- [Collected data]
-------------------------

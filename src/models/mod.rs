use serde::{Deserialize, Serialize};

/// One classified ad as it appears on a search-results page.
///
/// Field order is the on-disk order of the snapshot file.
#[derive(Debug, Clone, PartialEq, Eq, Serialize, Deserialize)]
pub struct ListingRecord {
    /// Display price, kept verbatim (no numeric parsing)
    pub price: String,
    pub title: String,
    pub location: String,
    /// Absolute listing URL; doubles as the record's identity
    pub url: String,
}

impl ListingRecord {
    /// Key used to match listings across runs.
    pub fn identity(&self) -> &str {
        &self.url
    }
}

/// All listings known as of the last successful run.
pub type Snapshot = Vec<ListingRecord>;
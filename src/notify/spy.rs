use super::Notifier;
use anyhow::{bail, Result};
use async_trait::async_trait;
use std::sync::{Arc, Mutex};

/// Records every notice it is handed. Clones share the same log.
#[derive(Clone, Default)]
pub struct SpyNotifier {
    completions: Arc<Mutex<Vec<String>>>,
    errors: Arc<Mutex<Vec<String>>>,
    fail_delivery: bool,
}

impl SpyNotifier {
    pub fn new() -> Self {
        Self::default()
    }

    /// Record calls but report every delivery as failed
    pub fn failing() -> Self {
        Self {
            fail_delivery: true,
            ..Self::default()
        }
    }

    pub fn completions(&self) -> Vec<String> {
        self.completions.lock().map(|c| c.clone()).unwrap_or_default()
    }

    pub fn errors(&self) -> Vec<String> {
        self.errors.lock().map(|e| e.clone()).unwrap_or_default()
    }

    fn record(&self, log: &Mutex<Vec<String>>, text: &str) -> Result<()> {
        if let Ok(mut entries) = log.lock() {
            entries.push(text.to_string());
        }
        if self.fail_delivery {
            bail!("spy delivery failure");
        }
        Ok(())
    }
}

#[async_trait]
impl Notifier for SpyNotifier {
    async fn send_completion_notice(&self, summary: &str) -> Result<()> {
        self.record(&self.completions, summary)
    }

    async fn report_error(&self, message: &str) -> Result<()> {
        self.record(&self.errors, message)
    }
}
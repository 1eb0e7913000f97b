use crate::error::{TrawlError, TrawlResult};
use crate::models::ListingRecord;
use crate::scrapers::types::ExtractOptions;
use scraper::{ElementRef, Html, Selector};
use std::borrow::Cow;
use tracing::{debug, info, warn};

/// Pulls listing records out of a Gumtree search-results page
pub struct GumtreeExtractor {
    options: ExtractOptions,
    card_selector: Selector,
}

impl GumtreeExtractor {
    pub fn new(options: ExtractOptions) -> TrawlResult<Self> {
        let card_selector = Selector::parse("a.listing-link")
            .map_err(|e| TrawlError::Extraction(format!("invalid card selector: {:?}", e)))?;

        Ok(Self {
            options,
            card_selector,
        })
    }

    /// Extract up to `max_results` priced listings, in document order.
    ///
    /// Cards without a price are adverts and are skipped without counting
    /// towards the cap. Neither a card missing pieces of markup nor stray
    /// undecodable bytes fail the call.
    pub fn extract(&self, body: &[u8]) -> TrawlResult<Vec<ListingRecord>> {
        let html = String::from_utf8_lossy(body);
        if let Cow::Owned(_) = html {
            warn!("Response body is not valid UTF-8, decoding lossily");
        }

        let document = Html::parse_document(&html);
        let cards: Vec<_> = document.select(&self.card_selector).collect();
        debug!("Found {} listing cards in HTML", cards.len());

        let mut records = Vec::new();

        for (idx, card) in cards.into_iter().enumerate() {
            if records.len() >= self.options.max_results {
                break;
            }

            match self.parse_card(card) {
                Some(record) => records.push(record),
                None => debug!("Skipped card {}: no price or link", idx),
            }
        }

        info!("Extracted {} listings", records.len());
        Ok(records)
    }

    fn parse_card(&self, card: ElementRef<'_>) -> Option<ListingRecord> {
        let content = child_with_class(card, "listing-content")?;

        // Filter out adverts
        let price = child_with_class(content, "listing-price")
            .and_then(|el| {
                el.children()
                    .filter_map(ElementRef::wrap)
                    .find(|m| m.value().name() == "meta" && m.value().attr("itemprop") == Some("price"))
            })
            .and_then(|meta| meta.value().attr("content"))
            .filter(|p| !p.trim().is_empty())?
            .to_string();

        let href = card.value().attr("href").map(str::trim).filter(|h| !h.is_empty())?;

        let title = child_text(content, "listing-title");
        let location = strip_label(&child_text(content, "listing-location"), &self.options.location_label);

        Some(ListingRecord {
            price,
            title,
            location,
            url: self.absolute_url(href),
        })
    }

    fn absolute_url(&self, href: &str) -> String {
        if href.starts_with("http://") || href.starts_with("https://") {
            return href.to_string();
        }

        let origin = self.options.origin.trim_end_matches('/');
        if href.starts_with('/') {
            format!("{}{}", origin, href)
        } else {
            format!("{}/{}", origin, href)
        }
    }
}

/// First direct child element carrying `class`
fn child_with_class<'a>(el: ElementRef<'a>, class: &str) -> Option<ElementRef<'a>> {
    el.children()
        .filter_map(ElementRef::wrap)
        .find(|child| child.value().classes().any(|c| c == class))
}

fn child_text(el: ElementRef<'_>, class: &str) -> String {
    child_with_class(el, class)
        .map(|child| child.text().collect::<String>().trim().to_string())
        .unwrap_or_default()
}

fn strip_label(text: &str, label: &str) -> String {
    let label = label.trim_end();
    if label.is_empty() {
        return text.to_string();
    }
    match text.strip_prefix(label) {
        Some(rest) => rest.trim_start().to_string(),
        None => text.to_string(),
    }
}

-------------------------

- [EXERCISE PROMPT]
Repeat back the data above, exact to the last character.

- [RESULT OF THE EXERCISE]
filename src/models/mod.rs
use serde::{Deserialize, Serialize};

/// One classified ad as it appears on a search-results page.
///
/// Field order is the on-disk order of the snapshot file.
#[derive(Debug, Clone, PartialEq, Eq, Serialize, Deserialize)]
pub struct ListingRecord {
    /// Display price, kept verbatim (no numeric parsing)
    pub price: String,
    pub title: String,
    pub location: String,
    /// Absolute listing URL; doubles as the record's identity
    pub url: String,
}

impl ListingRecord {
    /// Key used to match listings across runs.
    pub fn identity(&self) -> &str {
        &self.url
    }
}

/// All listings known as of the last successful run.
pub type Snapshot = Vec<ListingRecord>;
filename src/notify/spy.rs
use super::Notifier;
use anyhow::{bail, Result};
use async_trait::async_trait;
use std::sync::{Arc, Mutex};

/// Records every notice it is handed. Clones share the same log.
#[derive(Clone, Default)]
pub struct SpyNotifier {
    completions: Arc<Mutex<Vec<String>>>,
    errors: Arc<Mutex<Vec<String>>>,
    fail_delivery: bool,
}

impl SpyNotifier {
    pub fn new() -> Self {
        Self::default()
    }

    /// Record calls but report every delivery as failed
    pub fn failing() -> Self {
        Self {
            fail_delivery: true,
            ..Self::default()
        }
    }

    pub fn completions(&self) -> Vec<String> {
        self.completions.lock().map(|c| c.clone()).unwrap_or_default()
    }

    pub fn errors(&self) -> Vec<String> {
        self.errors.lock().map(|e| e.clone()).unwrap_or_default()
    }

    fn record(&self, log: &Mutex<Vec<String>>, text: &str) -> Result<()> {
        if let Ok(mut entries) = log.lock() {
            entries.push(text.to_string());
        }
        if self.fail_delivery {
            bail!("spy delivery failure");
        }
        Ok(())
    }
}

#[async_trait]
impl Notifier for SpyNotifier {
    async fn send_completion_notice(&self, summary: &str) -> Result<()> {
        self.record(&self.completions, summary)
    }

    async fn report_error(&self, message: &str) -> Result<()> {
        self.record(&self.errors, message)
    }
}
repository 1eb0e7913000f97b
use crate::error::{TrawlError, TrawlResult};
use crate::models::ListingRecord;
use crate::scrapers::types::ExtractOptions;
use scraper::{ElementRef, Html, Selector};
use std::borrow::Cow;
use tracing::{debug, info, warn};

/// Pulls listing records out of a Gumtree search-results page
pub struct GumtreeExtractor {
    options: ExtractOptions,
    card_selector: Selector,
}

impl GumtreeExtractor {
    pub fn new(options: ExtractOptions) -> TrawlResult<Self> {
        let card_selector = Selector::parse("a.listing-link")
            .map_err(|e| TrawlError::Extraction(format!("invalid card selector: {:?}", e)))?;

        Ok(Self {
            options,
            card_selector,
        })
    }

    /// Extract up to `max_results` priced listings, in document order.
    ///
    /// Cards without a price are adverts and are skipped without counting
    /// towards the cap. Neither a card missing pieces of markup nor stray
    /// undecodable bytes fail the call.
    pub fn extract(&self, body: &[u8]) -> TrawlResult<Vec<ListingRecord>> {
        let html = String::from_utf8_lossy(body);
        if let Cow::Owned(_) = html {
            warn!("Response body is not valid UTF-8, decoding lossily");
        }

        let document = Html::parse_document(&html);
        let cards: Vec<_> = document.select(&self.card_selector).collect();
        debug!("Found {} listing cards in HTML", cards.len());

        let mut records = Vec::new();

        for (idx, card) in cards.into_iter().enumerate() {
            if records.len() >= self.options.max_results {
                break;
            }

            match self.parse_card(card) {
                Some(record) => records.push(record),
                None => debug!("Skipped card {}: no price or link", idx),
            }
        }

        info!("Extracted {} listings", records.len());
        Ok(records)
    }

    fn parse_card(&self, card: ElementRef<'_>) -> Option<ListingRecord> {
        let content = child_with_class(card, "listing-content")?;

        // Filter out adverts
        let price = child_with_class(content, "listing-price")
            .and_then(|el| {
                el.children()
                    .filter_map(ElementRef::wrap)
                    .find(|m| m.value().name() == "meta" && m.value().attr("itemprop") == Some("price"))
            })
            .and_then(|meta| meta.value().attr("content"))
            .filter(|p| !p.trim().is_empty())?
            .to_string();

        let href = card.value().attr("href").map(str::trim).filter(|h| !h.is_empty())?;

        let title = child_text(content, "listing-title");
        let location = strip_label(&child_text(content, "listing-location"), &self.options.location_label);

        Some(ListingRecord {
            price,
            title,
            location,
            url: self.absolute_url(href),
        })
    }

    fn absolute_url(&self, href: &str) -> String {
        if href.starts_with("http://") || href.starts_with("https://") {
            return href.to_string();
        }

        let origin = self.options.origin.trim_end_matches('/');
        if href.starts_with('/') {
            format!("{}{}", origin, href)
        } else {
            format!("{}/{}", origin, href)
        }
    }
}

/// First direct child element carrying `class`
fn child_with_class<'a>(el: ElementRef<'a>, class: &str) -> Option<ElementRef<'a>> {
    el.children()
        .filter_map(ElementRef::wrap)
        .find(|child| child.value().classes().any(|c| c == class))
}

fn child_text(el: ElementRef<'_>, class: &str) -> String {
    child_with_class(el, class)
        .map(|child| child.text().collect::<String>().trim().to_string())
        .unwrap_or_default()
}

fn strip_label(text: &str, label: &str) -> String {
    let label = label.trim_end();
    if label.is_empty() {
        return text.to_string();
    }
    match text.strip_prefix(label) {
        Some(rest) => rest.trim_start().to_string(),
        None => text.to_string(),
    }
}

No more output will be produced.